Major pelvic ganglia (MPG) neurons innervate urogenital organs and components of the lower bowel. Immunoreactivity for vasoactive intestinal polypeptide (VIP) has previously been observed in the MPG, and VIP knockout animals have impaired micturition reflexes suggesting a role for this neuropeptide in urogenital function. Here, we investigate the presence and action of VIP and a related neuropeptide, pituitary adenylate cyclase activating polypeptide (PACAP), in the pelvic ganglia of male mice. An abundance of VIP-immunoreactive (IR) neurons and nerve fibers were observed in the ganglion, whereas PACAP immunoreactivity was not seen. Extracts from acutely isolated MPG contained transcripts for the VPAC1, VPAC2, and PAC1 receptors.

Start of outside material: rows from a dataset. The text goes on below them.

use std::{collections::HashSet, rc::Rc};

use backend_spi::BackendError;
use futures::{future::join_all, FutureExt};
use shared::{
    domain::{Item, Layout, ObjRef, StashId},
    error::{ApiError, ErrorCode},
    protocol::{Command, ItemDefinition, RelativeIndex, LAST_INDEX},
};

use crate::{
    bus::HandlerRegistry,
    config::EngineConfigError,
    layout::{ItemPath, LayoutFacade},
    query::QueryError,
    saga::{CommandHandler, HandlerError, SagaContext},
    store::DashboardState,
};

mod dashboard;
mod filters;
mod layout;
mod ui;
mod undo;
mod widgets;

/// Registers the built-in handler for every built-in command type.
pub(crate) fn register_defaults(registry: &mut HandlerRegistry) -> Result<(), EngineConfigError> {
    let groups: [(Rc<dyn CommandHandler>, &[&str]); 6] = [
        (Rc::new(dashboard::DashboardHandler), dashboard::COMMANDS),
        (Rc::new(layout::LayoutHandler), layout::COMMANDS),
        (Rc::new(widgets::WidgetHandler), widgets::COMMANDS),
        (Rc::new(filters::FilterHandler), filters::COMMANDS),
        (Rc::new(ui::UiHandler), ui::COMMANDS),
        (Rc::new(undo::UndoHandler), undo::COMMANDS),
    ];
    for (handler, commands) in groups {
        for command_type in commands {
            registry.register(*command_type, handler.clone())?;
        }
    }
    Ok(())
}

/// A handler was routed a command kind it does not serve.
fn unexpected(command: &Command) -> HandlerError {
    HandlerError::Failed(ApiError::new(
        ErrorCode::UnknownCommand,
        format!("handler cannot process {}", command.command_type()),
    ))
}

fn relative(index: usize) -> Result<RelativeIndex, HandlerError> {
    RelativeIndex::try_from(index)
        .map_err(|_| HandlerError::Failed(ApiError::internal(format!("index {index} overflows"))))
}

/// Maps a relative index onto an existing element of a sequence of `len` elements.
fn resolve_existing_index(len: usize, index: RelativeIndex) -> Option<usize> {
    if index == LAST_INDEX {
        return len.checked_sub(1);
    }
    usize::try_from(index).ok().filter(|index| *index < len)
}

struct ResolvedItems {
    items: Vec<Item>,
    used_stashes: Vec<StashId>,
}

/// Expands stash references into the items they hold.
fn resolve_items(
    state: &DashboardState,
    definitions: &[ItemDefinition],
) -> Result<ResolvedItems, HandlerError> {
    let mut resolved = ResolvedItems {
        items: Vec::new(),
        used_stashes: Vec::new(),
    };
    for definition in definitions {
        match definition {
            ItemDefinition::Item(item) => resolved.items.push(item.clone()),
            ItemDefinition::Stash(stash) => {
                let stashed = state
                    .stash
                    .get(stash)
                    .ok_or_else(|| HandlerError::invalid(format!("stash {stash} does not exist")))?;
                if resolved.used_stashes.contains(stash) {
                    return Err(HandlerError::invalid(format!("stash {stash} is used twice")));
                }
                resolved.items.extend(stashed.iter().cloned());
                resolved.used_stashes.push(stash.clone());
            }
        }
    }
    Ok(resolved)
}

/// The stash id when `definitions` is exactly one stash reference.
fn single_stash(definitions: &[ItemDefinition]) -> Option<&StashId> {
    match definitions {
        [ItemDefinition::Stash(stash)] => Some(stash),
        _ => None,
    }
}

fn uses_stash(definitions: &[ItemDefinition]) -> bool {
    definitions
        .iter()
        .any(|definition| matches!(definition, ItemDefinition::Stash(_)))
}

fn item_definitions(items: impl IntoIterator<Item = Item>) -> Vec<ItemDefinition> {
    items.into_iter().map(ItemDefinition::Item).collect()
}

/// Rejects widget refs that repeat within `items` or already exist in `layout`, except in
/// the item at `replaced`.
fn ensure_refs_available(
    layout: &Layout,
    items: &[Item],
    replaced: Option<ItemPath>,
) -> Result<(), HandlerError> {
    let facade = LayoutFacade::new(layout);
    let mut seen: HashSet<&ObjRef> = HashSet::new();
    for widget_ref in items.iter().flat_map(|item| item.widget.all_refs()) {
        if !seen.insert(widget_ref) {
            return Err(HandlerError::invalid(format!(
                "widget ref {widget_ref} appears more than once"
            )));
        }
        if let Some(path) = facade.find_by_ref(widget_ref) {
            if Some(path) != replaced {
                return Err(HandlerError::invalid(format!(
                    "widget ref {widget_ref} is already used on this dashboard"
                )));
            }
        }
    }
    Ok(())
}

/// Checks that every insight referenced by literal items exists. Lookups run concurrently
/// through the query service.
async fn validate_insights(
    ctx: &SagaContext,
    definitions: &[ItemDefinition],
) -> Result<(), HandlerError> {
    let mut insights: Vec<&ObjRef> = definitions
        .iter()
        .filter_map(|definition| match definition {
            ItemDefinition::Item(item) => Some(item),
            ItemDefinition::Stash(_) => None,
        })
        .flat_map(|item| item.widget.insight_refs())
        .collect();
    insights.sort();
    insights.dedup();
    if insights.is_empty() {
        return Ok(());
    }

    let lookups = join_all(insights.iter().map(|insight| ctx.queries().insight(insight)));
    let results = ctx.call(lookups.map(Ok::<_, HandlerError>)).await?;
    for (insight, result) in insights.iter().zip(results) {
        match result {
            Ok(_) => {}
            Err(QueryError::Backend(BackendError::NotFound(_))) => {
                return Err(HandlerError::invalid(format!(
                    "insight {insight} does not exist"
                )));
            }
            Err(err) => return Err(err.into()),
        }
    }
    Ok(())
}

#[cfg(test)]
#[path = "../tests/handlers_tests.rs"]
mod tests;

Local application of VIP, PACAP, or maxadilan to isolated pelvic ganglion neurons shortened the duration of the afterhyperpolarization (AHP) of action potentials elicited by brief intracellular depolarization. All three peptides also increased neuronal excitability within a subpopulation of the sampled neurons. Bath application of apamin, a peptide antagonist of SK channels, shortened the duration of the AHP indicating that AHP duration in pelvic neurons is determined principally by SK-channel activity. The results suggest that VIP has a role in the neural control of pelvic organ function and activation of VPAC and/or PAC1 receptors can modulate the activity of the autonomic neurons innervating pelvic organs.